Grammy Ödülleri’nde Sting’in sahnede “Englishman in New York”u söylemesi üzerine “Şarkının sözlerinin hakkını bir kez daha verdi” diye yazıyor.
Herhalde ödül töreni New York’ta, Sting de İngiliz olduğu için bu bağlantıyı kurmuş.
1987’de çıkan şarkının sözlerini bunca sene hiç dinlememiş belli ki.
Şarkının Sting’in İngiliz olmasıyla ya da New York’a gelmesiyle ilgisi yok. New York’taki İngiliz dediği ilk toplumsal eşcinsel figürlerden Quentin Crisp. Şarkı da onun hikâyesini anlatıyor. Crisp hakkında yapılan filmler de var.
Pazar gününden beri Grammy organizatörleri Bono ve Sting yüzünden hem sosyal medyada hem yabancı basında alay konusu. Bizde de Türk magazin basını.
***********
EN YENİ NUSRET DEDİKODULARI
- MEĞERSE Puff Daddy, DJ Khaled, Drake’li selfie’ler, karşılıklı birbirlerine gönderdikleri selamlar, Instagram’daki hikâyeler falan epey yüksek bütçeli bir PR çalışmasıymış. Önceki gün Miami’de restoran halkla ilişkilerinde çalışan bir tanıdığım bu ünlülere 400’er bin dolar saçıldığını iddia ediyor. “Durduk yere gelen 400 bin dolar fena mı, ayrıca P. Diddy hemen kendi vodka markasını da araya sıkıştırdı ve bir taşla iki kuş vurdu” dedi. Kendi saflığımdan utandım, sosyal medya çağında kimse kimseyi bedavaya “like”lamıyor.

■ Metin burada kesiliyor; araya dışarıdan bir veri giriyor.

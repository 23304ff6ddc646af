//! Command-line definition

use clap::{value_parser, Arg, ArgAction, Command};

fn id_arg(name: &'static str, help: &'static str) -> Arg {
    Arg::new(name)
        .required(true)
        .value_parser(value_parser!(i64))
        .help(help)
}

fn groups() -> Command {
    Command::new("groups")
        .about("Manage groups")
        .subcommand_required(true)
        .subcommand(
            Command::new("list").about("List groups").arg(
                Arg::new("search")
                    .long("search")
                    .help("Show only groups whose name contains this text, ignoring case"),
            ),
        )
        .subcommand(
            Command::new("show")
                .about("Show one group")
                .arg(id_arg("id", "Group id")),
        )
        .subcommand(
            Command::new("create")
                .about("Create a group")
                .arg(Arg::new("name").required(true).help("Group name"))
                .arg(
                    Arg::new("students")
                        .long("students")
                        .default_value("")
                        .help("Comma-separated student ids, e.g. \"1, 2, 3\""),
                ),
        )
        .subcommand(
            Command::new("delete")
                .about("Delete a group")
                .arg(id_arg("id", "Group id")),
        )
}

fn students() -> Command {
    Command::new("students")
        .about("Manage students")
        .subcommand_required(true)
        .subcommand(Command::new("list").about("List students"))
        .subcommand(
            Command::new("create")
                .about("Create a student")
                .arg(Arg::new("name").required(true).help("Student name"))
                .arg(
                    Arg::new("age")
                        .required(true)
                        .value_parser(value_parser!(i32))
                        .help("Age in years"),
                )
                .arg(
                    Arg::new("group")
                        .long("group")
                        .value_parser(value_parser!(i64))
                        .help("Group id"),
                ),
        )
        .subcommand(
            Command::new("update")
                .about("Change a student's name or age")
                .arg(id_arg("id", "Student id"))
                .arg(Arg::new("name").long("name").help("New name"))
                .arg(
                    Arg::new("age")
                        .long("age")
                        .value_parser(value_parser!(i32))
                        .help("New age"),
                ),
        )
        .subcommand(
            Command::new("delete")
                .about("Delete a student")
                .arg(id_arg("id", "Student id")),
        )
}

fn subjects() -> Command {
    Command::new("subjects")
        .about("Manage subjects")
        .subcommand_required(true)
        .subcommand(Command::new("list").about("List subjects"))
        .subcommand(
            Command::new("create")
                .about("Create a subject")
                .arg(Arg::new("name").required(true).help("Subject name")),
        )
        .subcommand(
            Command::new("delete")
                .about("Delete a subject")
                .arg(id_arg("id", "Subject id")),
        )
}

fn marks() -> Command {
    Command::new("marks")
        .about("Manage marks")
        .subcommand_required(true)
        .subcommand(Command::new("list").about("List marks with names and bands"))
        .subcommand(
            Command::new("create")
                .about("Give a mark")
                .arg(id_arg("student", "Student id"))
                .arg(id_arg("subject", "Subject id"))
                .arg(
                    Arg::new("value")
                        .required(true)
                        .allow_negative_numbers(true)
                        .value_parser(value_parser!(i32))
                        .help("Mark value"),
                ),
        )
        .subcommand(
            Command::new("delete")
                .about("Delete a mark")
                .arg(id_arg("id", "Mark id")),
        )
        .subcommand(
            Command::new("average")
                .about("Average mark of a student or a subject")
                .arg(
                    Arg::new("student")
                        .long("student")
                        .value_parser(value_parser!(i64))
                        .conflicts_with("subject")
                        .required_unless_present("subject")
                        .help("Student id"),
                )
                .arg(
                    Arg::new("subject")
                        .long("subject")
                        .value_parser(value_parser!(i64))
                        .help("Subject id"),
                ),
        )
}

fn links() -> Command {
    Command::new("links")
        .about("Manage student-subject links")
        .subcommand_required(true)
        .subcommand(
            Command::new("show")
                .about("Subjects of a student")
                .arg(id_arg("student", "Student id")),
        )
        .subcommand(
            Command::new("add")
                .about("Link subjects to a student")
                .arg(id_arg("student", "Student id"))
                .arg(
                    Arg::new("subjects")
                        .required(true)
                        .num_args(1..)
                        .value_parser(value_parser!(i64))
                        .help("Subject ids"),
                ),
        )
        .subcommand(
            Command::new("remove")
                .about("Unlink a subject from a student")
                .arg(id_arg("student", "Student id"))
                .arg(id_arg("subject", "Subject id")),
        )
}

/// Full command tree
pub(crate) fn build() -> Command {
    Command::new("registry")
        .version(env!("CARGO_PKG_VERSION"))
        .about("School registry administration")
        .subcommand_required(true)
        .arg(
            Arg::new("config")
                .long("config")
                .global(true)
                .help("TOML configuration file"),
        )
        .arg(
            Arg::new("base-url")
                .long("base-url")
                .global(true)
                .help("API root, overrides configuration and environment"),
        )
        .arg(
            Arg::new("json-logs")
                .long("json-logs")
                .global(true)
                .action(ArgAction::SetTrue)
                .help("Emit logs as JSON"),
        )
        .subcommand(groups())
        .subcommand(students())
        .subcommand(subjects())
        .subcommand(marks())
        .subcommand(links())
}

#[cfg(test)]
mod tests {
    use super::*;

    #[test]
    fn command_tree_is_consistent() {
        build().debug_assert();
    }

    #[test]
    fn average_needs_exactly_one_target() {
        assert!(build()
            .try_get_matches_from(["registry", "marks", "average"])
            .is_err());
        assert!(build()
            .try_get_matches_from(["registry", "marks", "average", "--student", "1", "--subject", "2"])
            .is_err());
        assert!(build()
            .try_get_matches_from(["registry", "marks", "average", "--subject", "2"])
            .is_ok());
    }

    #[test]
    fn global_flags_follow_subcommands() {
        let matches = build()
            .try_get_matches_from(["registry", "groups", "list", "--base-url", "http://h/api"])
            .unwrap();
        assert_eq!(
            matches.get_one::<String>("base-url").map(String::as_str),
            Some("http://h/api")
        );
    }
}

- Nusret sonunda Time’a da haber oldu, ama bu sefer tatsız bir şekilde. Dergi, New York’taki lokantaya eleştirmenlerin arka arkaya yazdığı sert yazıları haber yaptı önceki gün. Türkiye’de de bol bol haber olan New York Post eleştirisinin dışında Eater’da etlerin “kayış gibi” olduğu yazılmıştı. GQ eleştirmeni de Nusret’i beğenmedi. New York için biraz acele mi edildi acaba?
- Nusret olmadığında lokantalar iş yapmıyor. Miami şubesi boştu mesela; geçen perşembe gecesi saat 20.42’de gözlerimle gördüm. Bir PR’cı tanıdığımdan Nusret’e öneri: “İş modeli bir kabare gibi tuz atışını izlemek ve selfie çektirmek isteyenler üzerine kuruluysa lokantayı da buna göre organize etmek gerek. Bütün garsonları Nusret gibi giydirip, aynı gözlükleri taktırıp, aynı hareketleri yaptırarak adeta Disneyland’de bir şov gibi insanları çekmeli.”